Kota pesisir China, lokasi bagi beberapa pelabuhan dan bandara tersibuk di dunia, mulai melakukan karantina wilayah setengah kota pada Senin (28/3/2022). Negara itu bermaksud melakukan hal yang sama ke separuh daerah lainnya selama empat hari mulai Jumat (1/4/2022) dalam upaya pengujian massal dua tahap.
Meskipun tetap membuka bandara dan pelabuhan laut, mereka memberlakukan pembatasan pergerakan yang ketat, melarang kendaraan yang tidak disetujui dari jalan-jalan dan memberi tahu jutaan orang untuk tidak meninggalkan rumah mereka. "Layanan truk masuk dan keluar (dari) Shanghai akan sangat terpengaruh hingga 30 persen karena karantina penuh di daerah Pudong dan Puxi Shanghai secara bergantian hingga 5 April," kata Maersk, yang merupakan perusahaan pengiriman peti kemas terbesar kedua di dunia, Senin.

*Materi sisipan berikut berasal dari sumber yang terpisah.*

//! Daily Markdown report.
//!
//! The generator reads through [`ReportSource`] only, so it can run against
//! the SQLite store or a test double. Output is a pure function of the source
//! snapshot and the [`ReportRequest`]; any source error aborts the whole
//! report and is returned unchanged.

use std::cmp::Ordering;
use std::collections::HashMap;

use anyhow::Result;
use chrono::{Days, NaiveDate};

use crate::config::AppConfig;
use crate::dates;
use crate::db::Database;
use crate::models::*;

/// Read-only view of the store used by [`ReportGenerator`].
///
/// Every list is expected in identity order.
pub trait ReportSource {
    fn list_projects(&self) -> Result<Vec<Project>>;
    fn tasks_by_project(&self, project_id: i64) -> Result<Vec<Task>>;
    fn resources_by_project(&self, project_id: i64) -> Result<Vec<ResourceProject>>;
    fn active_resources(&self) -> Result<Vec<Resource>>;
    fn daily_tasks_for(&self, project_id: i64, resource_id: i64) -> Result<Vec<DailyTask>>;
    fn impediments_for(&self, project_id: i64, resource_id: i64) -> Result<Vec<DailyImpediment>>;
}

impl ReportSource for Database {
    fn list_projects(&self) -> Result<Vec<Project>> {
        self.get_all_projects()
    }

    fn tasks_by_project(&self, project_id: i64) -> Result<Vec<Task>> {
        self.get_tasks_by_project(project_id)
    }

    fn resources_by_project(&self, project_id: i64) -> Result<Vec<ResourceProject>> {
        self.get_resource_projects_by_project(project_id)
    }

    fn active_resources(&self) -> Result<Vec<Resource>> {
        self.get_active_resources()
    }

    fn daily_tasks_for(&self, project_id: i64, resource_id: i64) -> Result<Vec<DailyTask>> {
        self.get_daily_tasks_for(project_id, resource_id)
    }

    fn impediments_for(&self, project_id: i64, resource_id: i64) -> Result<Vec<DailyImpediment>> {
        self.get_impediments_for(project_id, resource_id)
    }
}

#[derive(Debug, Clone, Copy, PartialEq, Eq)]
pub struct ReportConfig {
    /// The completed window covers `[date - N, date - 1]`.
    pub previous_days_for_report: u32,
}

impl Default for ReportConfig {
    fn default() -> Self {
        Self {
            previous_days_for_report: 3,
        }
    }
}

impl From<&AppConfig> for ReportConfig {
    fn from(config: &AppConfig) -> Self {
        Self {
            previous_days_for_report: config.previous_days_for_report,
        }
    }
}

#[derive(Debug, Clone, Default, PartialEq, Eq)]
pub struct ReportRequest {
    /// Defaults to the local date.
    pub date: Option<NaiveDate>,
    /// Takes precedence over `project_name`.
    pub project_id: Option<i64>,
    /// Case-insensitive substring of the project name.
    pub project_name: Option<String>,
}

pub struct ReportGenerator {
    config: ReportConfig,
}

impl ReportGenerator {
    pub fn new(config: ReportConfig) -> Self {
        Self { config }
    }

    pub fn generate_daily_report<S>(&self, source: &S, request: &ReportRequest) -> Result<String>
    where
        S: ReportSource + ?Sized,
    {
        let date = request.date.unwrap_or_else(dates::today);
        let window = ReportWindow::new(date, self.config.previous_days_for_report);

        let mut doc = Document::default();
        doc.line(format!("# Diario {}", window.today));
        doc.line("---");
        doc.blank();

        let projects = select_projects(source.list_projects()?, request);
        tracing::debug!(date = %window.today, projects = projects.len(), "Generating daily report");

        for project in projects {
            doc.line(format!("## {}", project.name));
            doc.blank();

            let tasks = source.tasks_by_project(project.id)?;
            render_completed(&mut doc, &tasks, &window);
            render_due_today(&mut doc, &tasks, &window);
            render_future(&mut doc, &tasks, &window);

            if project.has_daily {
                render_daily(&mut doc, source, &project, &window)?;
            }

            doc.blank();
        }

        Ok(doc.finish())
    }
}

/// The target date and its derived boundaries, all preformatted.
struct ReportWindow {
    today: String,
    yesterday: String,
    window_start: String,
}

impl ReportWindow {
    fn new(date: NaiveDate, previous_days: u32) -> Self {
        let shift = |days: u32| {
            date.checked_sub_days(Days::new(u64::from(days)))
                .unwrap_or(NaiveDate::MIN)
        };
        Self {
            today: dates::format_date(date),
            yesterday: dates::format_date(shift(1)),
            window_start: dates::format_date(shift(previous_days)),
        }
    }
}

#[derive(Default)]
struct Document {
    out: String,
}

impl Document {
    fn line(&mut self, text: impl AsRef<str>) {
        self.out.push_str(text.as_ref());
        self.out.push('\n');
    }

    fn blank(&mut self) {
        self.out.push('\n');
    }

    fn detail(&mut self, task: &Task) {
        if let Some(detail) = task.detail.as_deref().filter(|d| !d.is_empty()) {
            self.line(format!("  - Detalle: {}", detail));
        }
    }

    fn finish(self) -> String {
        self.out
    }
}

/// Active projects in store order, narrowed by id or else by name.
fn select_projects(projects: Vec<Project>, request: &ReportRequest) -> Vec<Project> {
    let name_filter = request
        .project_name
        .as_deref()
        .filter(|name| !name.trim().is_empty())
        .map(str::to_lowercase);

    projects
        .into_iter()
        .filter(|p| match (request.project_id, &name_filter) {
            (Some(id), _) => p.id == id,
            (None, Some(needle)) => p.name.to_lowercase().contains(needle.as_str()),
            (None, None) => true,
        })
        .filter(|p| p.active)
        .collect()
}

fn completed_tasks<'a>(tasks: &'a [Task], window: &ReportWindow) -> Vec<&'a Task> {
    tasks
        .iter()
        .filter(|t| match t.end_date.as_deref() {
            Some(end) if !end.is_empty() => {
                dates::is_in_range(end, &window.window_start, &window.yesterday)
            }
            _ => false,
        })
        .collect()
}

fn tasks_due_today<'a>(tasks: &'a [Task], window: &ReportWindow) -> Vec<&'a Task> {
    tasks
        .iter()
        .filter(|t| t.active && t.end_date.as_deref() == Some(window.today.as_str()))
        .collect()
}

fn future_tasks<'a>(tasks: &'a [Task], window: &ReportWindow) -> Vec<&'a Task> {
    tasks
        .iter()
        .filter(|t| {
            t.active
                && match t.end_date.as_deref() {
                    Some(end) if !end.is_empty() => {
                        dates::compare(end, &window.today) == Ordering::Greater
                    }
                    _ => true,
                }
        })
        .collect()
}

fn render_completed(doc: &mut Document, tasks: &[Task], window: &ReportWindow) {
    doc.line("### Tareas finalizadas ayer");
    let completed = completed_tasks(tasks, window);
    if completed.is_empty() {
        doc.line("- No hay tareas finalizadas en el período especificado.");
    }
    for task in completed {
        doc.line(format!(
            "- **{}** (Prioridad: {}, Finalizada: {})",
            task.title,
            task.priority,
            task.end_date.as_deref().unwrap_or_default()
        ));
        doc.detail(task);
    }
    doc.blank();
}

fn render_due_today(doc: &mut Document, tasks: &[Task], window: &ReportWindow) {
    doc.line("### Tareas para hoy");
    let due = tasks_due_today(tasks, window);
    if due.is_empty() {
        doc.line("- No hay tareas para hoy.");
    }
    for task in due {
        doc.line(format!("- **{}** (Prioridad: {})", task.title, task.priority));
        doc.detail(task);
    }
    doc.blank();
}

fn render_future(doc: &mut Document, tasks: &[Task], window: &ReportWindow) {
    doc.line("### Tareas a futuro");
    let future = future_tasks(tasks, window);
    if future.is_empty() {
        doc.line("- No hay tareas a futuro.");
    }
    for task in future {
        let end = task
            .end_date
            .as_deref()
            .filter(|e| !e.is_empty())
            .unwrap_or("Sin fecha");
        doc.line(format!(
            "- **{}** (Prioridad: {}, Fecha fin: {})",
            task.title, task.priority, end
        ));
        doc.detail(task);
    }
    doc.blank();
}

fn render_daily<S>(
    doc: &mut Document,
    source: &S,
    project: &Project,
    window: &ReportWindow,
) -> Result<()>
where
    S: ReportSource + ?Sized,
{
    doc.line("### Daily");
    doc.blank();

    let assignments = source.resources_by_project(project.id)?;
    let active: HashMap<i64, Resource> = source
        .active_resources()?
        .into_iter()
        .map(|r| (r.id, r))
        .collect();

    for assignment in assignments {
        // Inactive or missing resources are skipped silently
        let Some(resource) = active.get(&assignment.resource_id) else {
            continue;
        };

        doc.line(format!("#### {}", resource.name));
        doc.blank();

        doc.line("##### Qué hice ayer");
        let worked_on: Vec<DailyTask> = source
            .daily_tasks_for(project.id, resource.id)?
            .into_iter()
            .filter(|t| {
                t.active
                    && (dates::is_blank(t.end_date.as_deref())
                        || t.end_date.as_deref() == Some(window.yesterday.as_str()))
            })
            .collect();
        if worked_on.is_empty() {
            doc.line("- No hay tareas registradas.");
        }
        for task in &worked_on {
            doc.line(format!("- {}", task.title));
        }
        doc.blank();

        doc.line("##### Qué voy a hacer hoy");
        doc.line("- (Por completar)");
        doc.blank();

        doc.line("##### Impedimentos");
        let impediments: Vec<DailyImpediment> = source
            .impediments_for(project.id, resource.id)?
            .into_iter()
            .filter(|i| i.active)
            .collect();
        if impediments.is_empty() {
            doc.line("- Sin impedimentos registrados.");
        }
        for impediment in &impediments {
            doc.line(format!(
                "- **{}**: {}",
                impediment.impediment, impediment.explanation
            ));
        }
        doc.blank();

        doc.blank();
    }

    Ok(())
}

Maersk menambahkan bahwa gudang di Shanghai akan ditutup hingga Jumat mendatang. Akibatnya, ada waktu pengiriman yang lebih lama dan kemungkinan kenaikan biaya transportasi seperti biaya memutar dan biaya jalan raya.
SEKO Logistics, sebuah perusahaan transportasi barang dan pergudangan yang berbasis di AS, mengatakan pabrik-pabrik di provinsi tetangga Zhejiang memilih untuk memindahkan kargo dari pelabuhan Ningbo daripada Shanghai. "Kami mengantisipasi, peningkatan tajam dalam tarif angkutan udara mulai hari ini. Kami telah menerima beberapa tawaran tinggi ke Eropa sejauh ini," ujar SEKO Logistics di situs webnya.
China sedang berjuang melawan jumlah infeksi Covid-19 terbesarnya sejak awal wabah menyebar di negara itu. Pada bulan ini, China memberlakukan karantina wilayah di pusat ekspor manufaktur lainnya, seperti Changchun dan Shenzhen, yang menimbulkan antrean panjang di luar pelabuhan.
Meskipun karantina wilayah di Changchun tetap diberlakukan, pembatasan tersebut telah dilonggarkan di Shenzhen, tempat di mana bisnis dan pabrik diizinkan untuk melanjutkan operasi pada 21 Maret. Namun, sebuah survei yang dilakukan oleh surat kabar negara menemukan "perang" Shenzhen terhadap Covid-19 telah merugikan hingga 93 persen perusahaan kecil dan menengah lokal, dengan banyak yang menderita gangguan produksi karena penutupan, gangguan dalam rantai pasokan, dan keterlambatan dalam eksekusi pesanan.